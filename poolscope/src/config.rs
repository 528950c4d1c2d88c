//! Deployment-time configuration read from the environment.

use std::{env, net::SocketAddr, str::FromStr, time::Duration};

use crate::error::{Error, Result};

pub const UPSTREAM_URL_VAR: &str = "POOLSCOPE_UPSTREAM_URL";
pub const STRATUM_HOSTS_VAR: &str = "POOLSCOPE_STRATUM_HOSTS";
pub const API_ADDR_VAR: &str = "POOLSCOPE_API_ADDR";
pub const POLL_INTERVAL_VAR: &str = "POOLSCOPE_POLL_INTERVAL_SECS";
pub const PROBE_TIMEOUT_VAR: &str = "POOLSCOPE_PROBE_TIMEOUT_MS";
pub const PAGE_SIZE_VAR: &str = "POOLSCOPE_PAGE_SIZE";

#[derive(Debug, Clone)]
pub struct Config {
    /// Base URL of the upstream pool API, without the `/api` suffix.
    pub upstream_url: String,

    /// Stratum hostnames advertised to miners. Each host becomes one
    /// endpoint group; every pool port is offered on every host.
    pub stratum_hosts: Vec<String>,

    /// Where the dashboard JSON API listens.
    pub api_addr: SocketAddr,

    /// Time between upstream polls.
    pub poll_interval: Duration,

    /// Timeout for automatic latency probes (clamped by the prober).
    pub probe_timeout_ms: u64,

    /// Page size used when polling blocks and payments.
    pub page_size: u32,
}

impl Default for Config {
    fn default() -> Self {
        Self {
            upstream_url: "http://127.0.0.1:4000".to_string(),
            stratum_hosts: vec!["localhost".to_string()],
            api_addr: SocketAddr::from(([127, 0, 0, 1], 7786)),
            poll_interval: Duration::from_secs(30),
            probe_timeout_ms: 3000,
            page_size: 15,
        }
    }
}

impl Config {
    /// Read configuration from process environment variables.
    pub fn from_env() -> Result<Self> {
        Self::from_lookup(|key| env::var(key).ok())
    }

    /// Build configuration from an arbitrary key lookup, falling back to
    /// defaults for unset keys.
    pub fn from_lookup<F>(lookup: F) -> Result<Self>
    where
        F: Fn(&str) -> Option<String>,
    {
        let mut config = Config::default();

        if let Some(url) = lookup(UPSTREAM_URL_VAR) {
            config.upstream_url = url.trim_end_matches('/').to_string();
        }

        if let Some(hosts) = lookup(STRATUM_HOSTS_VAR) {
            let hosts: Vec<String> = hosts
                .split(',')
                .map(str::trim)
                .filter(|h| !h.is_empty())
                .map(String::from)
                .collect();
            if hosts.is_empty() {
                return Err(Error::Config(format!(
                    "{STRATUM_HOSTS_VAR} must name at least one host"
                )));
            }
            config.stratum_hosts = hosts;
        }

        if let Some(addr) = lookup(API_ADDR_VAR) {
            config.api_addr = parse(API_ADDR_VAR, &addr)?;
        }

        if let Some(secs) = lookup(POLL_INTERVAL_VAR) {
            let secs: u64 = parse(POLL_INTERVAL_VAR, &secs)?;
            if secs == 0 {
                return Err(Error::Config(format!("{POLL_INTERVAL_VAR} must be positive")));
            }
            config.poll_interval = Duration::from_secs(secs);
        }

        if let Some(ms) = lookup(PROBE_TIMEOUT_VAR) {
            config.probe_timeout_ms = parse(PROBE_TIMEOUT_VAR, &ms)?;
        }

        if let Some(size) = lookup(PAGE_SIZE_VAR) {
            config.page_size = parse(PAGE_SIZE_VAR, &size)?;
        }

        Ok(config)
    }
}

fn parse<T: FromStr>(var: &str, value: &str) -> Result<T> {
    value
        .trim()
        .parse()
        .map_err(|_| Error::Config(format!("{var}: cannot parse {value:?}")))
}

#[cfg(test)]
mod tests {
    use std::collections::HashMap;

    use super::*;

    fn lookup(pairs: &[(&str, &str)]) -> impl Fn(&str) -> Option<String> {
        let map: HashMap<String, String> = pairs
            .iter()
            .map(|(k, v)| (k.to_string(), v.to_string()))
            .collect();
        move |key: &str| map.get(key).cloned()
    }

    #[test]
    fn unset_environment_uses_defaults() {
        let config = Config::from_lookup(lookup(&[])).unwrap();
        assert_eq!(config.upstream_url, "http://127.0.0.1:4000");
        assert_eq!(config.stratum_hosts, vec!["localhost"]);
        assert_eq!(config.poll_interval, Duration::from_secs(30));
    }

    #[test]
    fn hosts_are_split_and_trimmed() {
        let config = Config::from_lookup(lookup(&[(
            STRATUM_HOSTS_VAR,
            " eu.pool.example , us.pool.example,,",
        )]))
        .unwrap();
        assert_eq!(
            config.stratum_hosts,
            vec!["eu.pool.example", "us.pool.example"]
        );
    }

    #[test]
    fn empty_host_list_is_rejected() {
        let err = Config::from_lookup(lookup(&[(STRATUM_HOSTS_VAR, " , ")])).unwrap_err();
        assert!(matches!(err, Error::Config(_)));
    }

    #[test]
    fn bad_number_names_variable() {
        let err = Config::from_lookup(lookup(&[(POLL_INTERVAL_VAR, "soon")])).unwrap_err();
        assert!(err.to_string().contains(POLL_INTERVAL_VAR), "{err}");
    }

    #[test]
    fn trailing_slash_is_stripped_from_upstream() {
        let config =
            Config::from_lookup(lookup(&[(UPSTREAM_URL_VAR, "http://pool:4000/")])).unwrap();
        assert_eq!(config.upstream_url, "http://pool:4000");
    }
}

Work request -
Pull every line with the string "configuration" out of the material.

Result -
//! Deployment-time configuration read from the environment.
    /// Read configuration from process environment variables.
    /// Build configuration from an arbitrary key lookup, falling back to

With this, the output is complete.